I have, this year, been chasing unicorns. Life in the age of COVID has taught me that if one is spotted, then best to do all you can to pursue it, because in the twinkling of an eye it can slip from your grasp. I know this from experience– I had spotted a unicorn back in late 2019–a performance of the entire cycle of Shostakovich string quartets, planned for the fall of 2020, at Banff. Not only did that unicorn slip away, the quartet that had planned to present it is retiring. It was an illusion, a shadow of what might have come to be. Chasing unicorns means knowing, in your heart, that they might turn out to be mythical after all.
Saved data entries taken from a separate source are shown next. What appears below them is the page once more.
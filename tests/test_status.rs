use chrono::NaiveDate;
use client_utilization::models::AccountingMode;
use client_utilization::status::{
    calculate_utilization, whole_months_between, PacingStatus, ProgressGeometry,
};

fn d(y: i32, m: u32, day: u32) -> NaiveDate {
    NaiveDate::from_ymd_opt(y, m, day).unwrap()
}

#[test]
fn test_linear_pacing_scenario() {
    // Contract start 2023-01-01, annual quantity 1,200,000, as of 2023-07-01:
    // 6 whole months elapsed, expected 600,000.
    let result = calculate_utilization(
        650_000,
        1_200_000,
        Some(d(2023, 1, 1)),
        Some(d(2023, 7, 1)),
        AccountingMode::Annual,
        None,
    );
    assert_eq!(result.months_elapsed, 6);
    assert_eq!(result.expected_amount, 600_000.0);
    assert_eq!(result.status, PacingStatus::OverPace);

    // 550,000 is more than 2% under the expected 600,000, so Under Pace.
    let result = calculate_utilization(
        550_000,
        1_200_000,
        Some(d(2023, 1, 1)),
        Some(d(2023, 7, 1)),
        AccountingMode::Annual,
        None,
    );
    assert_eq!(result.status, PacingStatus::UnderPace);

    // Inside the 2% band (>= 588,000) reads On Target.
    let result = calculate_utilization(
        590_000,
        1_200_000,
        Some(d(2023, 1, 1)),
        Some(d(2023, 7, 1)),
        AccountingMode::Annual,
        None,
    );
    assert_eq!(result.status, PacingStatus::OnTarget);
}

#[test]
fn test_over_contract_dominates_pacing() {
    // current >= contracted is Currently Over no matter how early it is.
    for month in 1..=12u32 {
        let result = calculate_utilization(
            1_200_000,
            1_200_000,
            Some(d(2023, 1, 1)),
            Some(d(2023, month, 15)),
            AccountingMode::Annual,
            None,
        );
        assert_eq!(result.status, PacingStatus::CurrentlyOver);
        assert!(result.is_over_contract);
    }
}

#[test]
fn test_degenerate_inputs_return_neutral() {
    let cases = [
        calculate_utilization(100, 0, Some(d(2023, 1, 1)), Some(d(2023, 7, 1)), AccountingMode::Annual, None),
        calculate_utilization(100, -5, Some(d(2023, 1, 1)), Some(d(2023, 7, 1)), AccountingMode::Cumulative, None),
        calculate_utilization(100, 1000, None, Some(d(2023, 7, 1)), AccountingMode::Annual, None),
        calculate_utilization(100, 1000, Some(d(2023, 1, 1)), None, AccountingMode::Annual, None),
        // Zero-length contract term.
        calculate_utilization(
            100,
            1000,
            Some(d(2023, 1, 1)),
            Some(d(2023, 7, 1)),
            AccountingMode::Cumulative,
            Some(d(2023, 1, 1)),
        ),
    ];

    for result in cases {
        assert_eq!(result.status, PacingStatus::OnTarget);
        assert_eq!(result.expected_amount, 0.0);
        assert_eq!(result.months_elapsed, 0);
        assert!(!result.is_over_contract);
    }
}

#[test]
fn test_annual_months_monotonic_within_period() {
    let start = d(2023, 3, 10);
    let mut previous = -1;
    for offset in 0..365u64 {
        let as_of = d(2023, 3, 10) + chrono::Days::new(offset);
        let result = calculate_utilization(
            0,
            1_200_000,
            Some(start),
            Some(as_of),
            AccountingMode::Annual,
            None,
        );
        assert!(
            result.months_elapsed >= previous,
            "months decreased at {}",
            as_of
        );
        previous = result.months_elapsed;
    }
}

#[test]
fn test_annual_reset_at_anniversary() {
    let start = d(2022, 3, 10);

    // Last day of the first cycle.
    let before = calculate_utilization(
        0,
        1_200_000,
        Some(start),
        Some(d(2023, 3, 9)),
        AccountingMode::Annual,
        None,
    );
    assert_eq!(before.months_elapsed, 11);
    assert_eq!(before.period_start, Some(d(2022, 3, 10)));

    // Anniversary: a fresh cycle, 12 fewer months than the old anchor would give.
    let after = calculate_utilization(
        0,
        1_200_000,
        Some(start),
        Some(d(2023, 3, 10)),
        AccountingMode::Annual,
        None,
    );
    assert_eq!(after.months_elapsed, 0);
    assert_eq!(after.period_start, Some(d(2023, 3, 10)));
    assert_eq!(
        whole_months_between(d(2022, 3, 10), d(2023, 3, 10)) - after.months_elapsed,
        12
    );
}

#[test]
fn test_cumulative_full_accrual_at_contract_end() {
    let result = calculate_utilization(
        0,
        2_400_000,
        Some(d(2023, 1, 1)),
        Some(d(2025, 1, 1)),
        AccountingMode::Cumulative,
        Some(d(2025, 1, 1)),
    );
    assert_eq!(result.expected_amount, 2_400_000.0);
    assert_eq!(result.months_elapsed, 24);
}

#[test]
fn test_cumulative_usage_past_contract_end() {
    // Usage dated after the nominal end keeps accruing expectation.
    let result = calculate_utilization(
        0,
        2_400_000,
        Some(d(2023, 1, 1)),
        Some(d(2025, 4, 1)),
        AccountingMode::Cumulative,
        Some(d(2025, 1, 1)),
    );
    assert_eq!(result.months_elapsed, 27);
    assert!(result.expected_amount > 2_400_000.0);
}

#[test]
fn test_cumulative_end_defaults_to_one_year() {
    let result = calculate_utilization(
        0,
        1_200_000,
        Some(d(2023, 1, 1)),
        Some(d(2023, 7, 1)),
        AccountingMode::Cumulative,
        None,
    );
    assert_eq!(result.period_end, Some(d(2024, 1, 1)));
    assert_eq!(result.expected_amount, 600_000.0);
}

#[test]
fn test_as_of_before_contract_start() {
    let result = calculate_utilization(
        0,
        1_200_000,
        Some(d(2023, 6, 1)),
        Some(d(2023, 2, 1)),
        AccountingMode::Cumulative,
        Some(d(2024, 6, 1)),
    );
    assert_eq!(result.months_elapsed, 0);
    assert_eq!(result.expected_amount, 0.0);
    assert_eq!(result.status, PacingStatus::OnTarget);
}

#[test]
fn test_geometry_under_cap() {
    let geometry =
        ProgressGeometry::compute(600_000, 1_200_000, 0, AccountingMode::Annual);
    assert!(!geometry.is_overage);
    assert_eq!(geometry.percent_used, 50.0);
    assert_eq!(geometry.filled_width, 50.0);
    assert_eq!(geometry.cap_marker, 100.0);
    assert!(geometry.annual_breakpoints.is_empty());
}

#[test]
fn test_geometry_overage_rescales_bar() {
    let geometry =
        ProgressGeometry::compute(1_500_000, 1_200_000, 0, AccountingMode::Annual);
    assert!(geometry.is_overage);
    assert_eq!(geometry.percent_used, 125.0);
    assert_eq!(geometry.filled_width, 80.0);
    assert_eq!(geometry.cap_marker, 80.0);
}

#[test]
fn test_geometry_annual_breakpoints_in_cumulative() {
    // Term cap of 3 annual quantities: marks at 1/3 and 2/3.
    let geometry =
        ProgressGeometry::compute(0, 3_000_000, 1_000_000, AccountingMode::Cumulative);
    assert_eq!(geometry.annual_breakpoints.len(), 2);
    assert!((geometry.annual_breakpoints[0] - 100.0 / 3.0).abs() < 1e-9);
    assert!((geometry.annual_breakpoints[1] - 200.0 / 3.0).abs() < 1e-9);
}

#[test]
fn test_geometry_percent_label_caps_extremes() {
    let geometry = ProgressGeometry::compute(10_000, 1, 0, AccountingMode::Annual);
    assert_eq!(geometry.percent_label(), "999+");
}
#![allow(dead_code)]

/// The import header row, 11 positional columns.
pub const HEADER: &str = "Account Owner\tAccount Name\tVolume Type\tStart Date\tEnd Date\tAnnual Qty\tTerm Qty\tUsage Date\tPeriod Qty\tConsumed Qty\tRemaining Qty";

/// Build one tab-delimited usage row.
#[allow(clippy::too_many_arguments)]
pub fn row(
    owner: &str,
    account: &str,
    volume_type: &str,
    start: &str,
    end: &str,
    annual_qty: &str,
    term_qty: &str,
    usage_date: &str,
    period_qty: &str,
    consumed_qty: &str,
    remaining_qty: &str,
) -> String {
    [
        owner,
        account,
        volume_type,
        start,
        end,
        annual_qty,
        term_qty,
        usage_date,
        period_qty,
        consumed_qty,
        remaining_qty,
    ]
    .join("\t")
}

/// Assemble a full import paste from data rows.
pub fn import_text(rows: &[String]) -> String {
    let mut text = String::from(HEADER);
    for row in rows {
        text.push('\n');
        text.push_str(row);
    }
    text.push('\n');
    text
}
Life in lockdown meant livestreamed concerts. One does what one can. And in the early days of 2020, pianist Igor Levit began hosting livestreams from his house, despite having no idea, in the early days, of what technology was needed to do such a thing. He just needed to play. I already was a fan of Levit from his recording Life, an eclectic collection of solo piano pieces, including a stunning rendition of Schumann’s Ghost Variations. But I found out about his livestreams too late, after he’d wrapped them up by essaying the entirety of Shostakovich’s op. 87 Preludes and Fugues. That’s 24 of them, a prelude and fugue for each major and minor key. To play them all in one sitting is rarely done–but Levit, in the isolation of his home, had done so. And I had missed it. But having missed the livestream did not mean I had lost out entirely, as Levit subsequently recorded the work as part of his On DSCH release. I was happy with what I had. Until I found the unicorn. While trying to determine when to see Lady Macbeth of Mtsensk, I was checking what other concerts might be happening around the same time–hoping I might be able to pair the opera with another performance, as I had in June with Akhnaten and the NYPhil doing Shostakovich 5. And there it was: Igor Levit, Carnegie Hall, October 18–playing the Shostakovich Preludes and Fugues.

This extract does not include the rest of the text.